#### [Task objective]
Your response must be the entire set of entries, reproduced word for word.

#### [Extracted information]
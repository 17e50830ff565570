//! Repository port for task persistence and hierarchy lookups.

use crate::task::domain::{HierarchyViolation, NewTask, Page, PageRequest, Task, TaskCode, TaskNode};
use async_trait::async_trait;
use std::sync::Arc;
use thiserror::Error;

/// Result type for task repository operations.
pub type TaskRepositoryResult<T> = Result<T, TaskRepositoryError>;

/// Task persistence contract.
///
/// Reads that return [`TaskNode`] carry the direct child codes derived from
/// parent edges, and a read issued after a successful write observes that
/// write. Implementations enforce referential integrity on their own: a task
/// may not point at a missing parent and a task with children may not be
/// removed.
#[cfg_attr(test, mockall::automock)]
#[async_trait]
pub trait TaskRepository: Send + Sync {
    /// Stores a new task and assigns its surrogate key.
    ///
    /// # Errors
    ///
    /// Returns [`TaskRepositoryError::DuplicateCode`] when the code is already
    /// taken, [`TaskRepositoryError::ParentNotFound`] when the parent code
    /// does not resolve, or [`TaskRepositoryError::Hierarchy`] when the parent
    /// already sits at the maximum level.
    async fn insert(&self, task: &NewTask) -> TaskRepositoryResult<Task>;

    /// Persists changes to an existing task and returns the stored version.
    ///
    /// # Errors
    ///
    /// Returns [`TaskRepositoryError::NotFound`] when the task does not exist,
    /// [`TaskRepositoryError::VersionConflict`] when it changed since it was
    /// read, [`TaskRepositoryError::ParentNotFound`] when the new parent does
    /// not resolve, or [`TaskRepositoryError::Hierarchy`] when a changed
    /// parent would close a cycle or push the moved subtree past the maximum
    /// level. The hierarchy check runs atomically with the write.
    async fn update(&self, task: &Task) -> TaskRepositoryResult<Task>;

    /// Removes a task.
    ///
    /// # Errors
    ///
    /// Returns [`TaskRepositoryError::NotFound`] when the task does not exist
    /// or [`TaskRepositoryError::HasChildren`] when other tasks still point at
    /// it.
    async fn delete(&self, task: &Task) -> TaskRepositoryResult<()>;

    /// Finds a task by code.
    ///
    /// Returns `None` when the task does not exist.
    async fn find_by_code(&self, code: &TaskCode) -> TaskRepositoryResult<Option<TaskNode>>;

    /// Returns one ordered page of all tasks.
    async fn find_all(&self, request: PageRequest) -> TaskRepositoryResult<Page<TaskNode>>;

    /// Returns the direct children of the given parent code in store order.
    async fn find_by_parent_code(&self, code: &TaskCode) -> TaskRepositoryResult<Vec<TaskNode>>;

    /// Returns every task without a parent.
    async fn find_root_tasks(&self) -> TaskRepositoryResult<Vec<TaskNode>>;

    /// Returns up to `limit` ancestor codes of the given task, nearest first.
    ///
    /// Returns an empty list for roots and for unknown codes.
    async fn find_ancestor_codes(
        &self,
        code: &TaskCode,
        limit: usize,
    ) -> TaskRepositoryResult<Vec<TaskCode>>;

    /// Returns the code of every stored task.
    async fn all_codes(&self) -> TaskRepositoryResult<Vec<TaskCode>>;
}

/// Errors returned by task repository implementations.
#[derive(Debug, Clone, Error)]
pub enum TaskRepositoryError {
    /// A task with the same code already exists.
    #[error("duplicate task code: {0}")]
    DuplicateCode(TaskCode),

    /// The task was not found.
    #[error("task not found: {0}")]
    NotFound(TaskCode),

    /// The referenced parent task was not found.
    #[error("parent task not found: {0}")]
    ParentNotFound(TaskCode),

    /// The task still has children.
    #[error("task {code} still has {count} child task(s)")]
    HasChildren {
        /// Task that could not be removed.
        code: TaskCode,
        /// Number of remaining children.
        count: usize,
    },

    /// The write would break a hierarchy rule.
    #[error("hierarchy rule violated: {0}")]
    Hierarchy(HierarchyViolation),

    /// The task changed since it was read.
    #[error("task {0} was modified concurrently")]
    VersionConflict(TaskCode),

    /// Persistence-layer failure.
    #[error("persistence error: {0}")]
    Persistence(Arc<dyn std::error::Error + Send + Sync>),
}

impl TaskRepositoryError {
    /// Wraps a persistence error.
    pub fn persistence(err: impl std::error::Error + Send + Sync + 'static) -> Self {
        Self::Persistence(Arc::new(err))
    }
}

#### [Task result]
repository 17e50830ff565570
//! Repository port for task persistence and hierarchy lookups.

use crate::task::domain::{HierarchyViolation, NewTask, Page, PageRequest, Task, TaskCode, TaskNode};
use async_trait::async_trait;
use std::sync::Arc;
use thiserror::Error;

/// Result type for task repository operations.
pub type TaskRepositoryResult<T> = Result<T, TaskRepositoryError>;

/// Task persistence contract.
///
/// Reads that return [`TaskNode`] carry the direct child codes derived from
/// parent edges, and a read issued after a successful write observes that
/// write. Implementations enforce referential integrity on their own: a task
/// may not point at a missing parent and a task with children may not be
/// removed.
#[cfg_attr(test, mockall::automock)]
#[async_trait]
pub trait TaskRepository: Send + Sync {
    /// Stores a new task and assigns its surrogate key.
    ///
    /// # Errors
    ///
    /// Returns [`TaskRepositoryError::DuplicateCode`] when the code is already
    /// taken, [`TaskRepositoryError::ParentNotFound`] when the parent code
    /// does not resolve, or [`TaskRepositoryError::Hierarchy`] when the parent
    /// already sits at the maximum level.
    async fn insert(&self, task: &NewTask) -> TaskRepositoryResult<Task>;

    /// Persists changes to an existing task and returns the stored version.
    ///
    /// # Errors
    ///
    /// Returns [`TaskRepositoryError::NotFound`] when the task does not exist,
    /// [`TaskRepositoryError::VersionConflict`] when it changed since it was
    /// read, [`TaskRepositoryError::ParentNotFound`] when the new parent does
    /// not resolve, or [`TaskRepositoryError::Hierarchy`] when a changed
    /// parent would close a cycle or push the moved subtree past the maximum
    /// level. The hierarchy check runs atomically with the write.
    async fn update(&self, task: &Task) -> TaskRepositoryResult<Task>;

    /// Removes a task.
    ///
    /// # Errors
    ///
    /// Returns [`TaskRepositoryError::NotFound`] when the task does not exist
    /// or [`TaskRepositoryError::HasChildren`] when other tasks still point at
    /// it.
    async fn delete(&self, task: &Task) -> TaskRepositoryResult<()>;

    /// Finds a task by code.
    ///
    /// Returns `None` when the task does not exist.
    async fn find_by_code(&self, code: &TaskCode) -> TaskRepositoryResult<Option<TaskNode>>;

    /// Returns one ordered page of all tasks.
    async fn find_all(&self, request: PageRequest) -> TaskRepositoryResult<Page<TaskNode>>;

    /// Returns the direct children of the given parent code in store order.
    async fn find_by_parent_code(&self, code: &TaskCode) -> TaskRepositoryResult<Vec<TaskNode>>;

    /// Returns every task without a parent.
    async fn find_root_tasks(&self) -> TaskRepositoryResult<Vec<TaskNode>>;

    /// Returns up to `limit` ancestor codes of the given task, nearest first.
    ///
    /// Returns an empty list for roots and for unknown codes.
    async fn find_ancestor_codes(
        &self,
        code: &TaskCode,
        limit: usize,
    ) -> TaskRepositoryResult<Vec<TaskCode>>;

    /// Returns the code of every stored task.
    async fn all_codes(&self) -> TaskRepositoryResult<Vec<TaskCode>>;
}

/// Errors returned by task repository implementations.
#[derive(Debug, Clone, Error)]
pub enum TaskRepositoryError {
    /// A task with the same code already exists.
    #[error("duplicate task code: {0}")]
    DuplicateCode(TaskCode),

    /// The task was not found.
    #[error("task not found: {0}")]
    NotFound(TaskCode),

    /// The referenced parent task was not found.
    #[error("parent task not found: {0}")]
    ParentNotFound(TaskCode),

    /// The task still has children.
    #[error("task {code} still has {count} child task(s)")]
    HasChildren {
        /// Task that could not be removed.
        code: TaskCode,
        /// Number of remaining children.
        count: usize,
    },

    /// The write would break a hierarchy rule.
    #[error("hierarchy rule violated: {0}")]
    Hierarchy(HierarchyViolation),

    /// The task changed since it was read.
    #[error("task {0} was modified concurrently")]
    VersionConflict(TaskCode),

    /// Persistence-layer failure.
    #[error("persistence error: {0}")]
    Persistence(Arc<dyn std::error::Error + Send + Sync>),
}

impl TaskRepositoryError {
    /// Wraps a persistence error.
    pub fn persistence(err: impl std::error::Error + Send + Sync + 'static) -> Self {
        Self::Persistence(Arc::new(err))
    }
}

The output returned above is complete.